**** The input
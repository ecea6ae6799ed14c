use crate::{FixOutcome, Issue, Scope};
use schemars::JsonSchema;
use serde::{Deserialize, Serialize};
use time::OffsetDateTime;

/// Stable schema identifier for secpol reports.
pub const SCHEMA_REPORT_V1: &str = "secpol.report.v1";

#[derive(Clone, Copy, Debug, PartialEq, Eq, Serialize, Deserialize, JsonSchema)]
#[serde(rename_all = "lowercase")]
pub enum Verdict {
    Pass,
    Fail,
}

#[derive(Clone, Debug, PartialEq, Eq, Serialize, Deserialize, JsonSchema)]
pub struct ToolMeta {
    pub name: String,
    pub version: String,
}

/// Issues found for one enabled policy. Policies without issues are still listed.
#[derive(Clone, Debug, PartialEq, Eq, Serialize, Deserialize, JsonSchema)]
pub struct PolicyReport {
    pub id: String,
    pub name: String,
    pub issues: Vec<Issue>,
}

/// One attempted remediation.
#[derive(Clone, Debug, PartialEq, Eq, Serialize, Deserialize, JsonSchema)]
pub struct RemediationRecord {
    pub policy_id: String,
    pub rule_id: String,
    pub scope: Scope,
    #[serde(flatten)]
    pub outcome: FixOutcome,
}

/// Secpol-specific summary payload for the report.
#[derive(Clone, Debug, PartialEq, Eq, Serialize, Deserialize, JsonSchema, Default)]
pub struct SecpolData {
    #[serde(skip_serializing_if = "Option::is_none")]
    pub scope: Option<Scope>,
    pub include_disabled: bool,

    pub policies_enabled: u32,
    pub rules_evaluated: u32,
    pub issues_total: u32,

    /// Domains the target snapshot did not provide; their rules passed vacuously.
    #[serde(default, skip_serializing_if = "Vec::is_empty")]
    pub missing_scopes: Vec<Scope>,
}

/// Report envelope written by `secpol check` and `secpol fix`.
#[derive(Clone, Debug, PartialEq, Serialize, Deserialize, JsonSchema)]
pub struct ReportEnvelope<TData = SecpolData> {
    /// Versioned schema identifier for the envelope shape.
    pub schema: String,
    pub tool: ToolMeta,
    #[schemars(with = "String")]
    #[serde(with = "time::serde::rfc3339")]
    pub started_at: OffsetDateTime,
    #[schemars(with = "String")]
    #[serde(with = "time::serde::rfc3339")]
    pub finished_at: OffsetDateTime,
    pub verdict: Verdict,
    pub policies: Vec<PolicyReport>,
    #[serde(default, skip_serializing_if = "Vec::is_empty")]
    pub remediations: Vec<RemediationRecord>,
    pub data: TData,
}

pub type SecpolReport = ReportEnvelope<SecpolData>;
********
● **Task instructions**
Scan the records above for the string "Deserialize", and copy every line where it turns up.

● **Result for this exercise**
use serde::{Deserialize, Serialize};
#[derive(Clone, Copy, Debug, PartialEq, Eq, Serialize, Deserialize, JsonSchema)]
#[derive(Clone, Debug, PartialEq, Eq, Serialize, Deserialize, JsonSchema)]
#[derive(Clone, Debug, PartialEq, Eq, Serialize, Deserialize, JsonSchema)]
#[derive(Clone, Debug, PartialEq, Eq, Serialize, Deserialize, JsonSchema)]
#[derive(Clone, Debug, PartialEq, Eq, Serialize, Deserialize, JsonSchema, Default)]
#[derive(Clone, Debug, PartialEq, Serialize, Deserialize, JsonSchema)]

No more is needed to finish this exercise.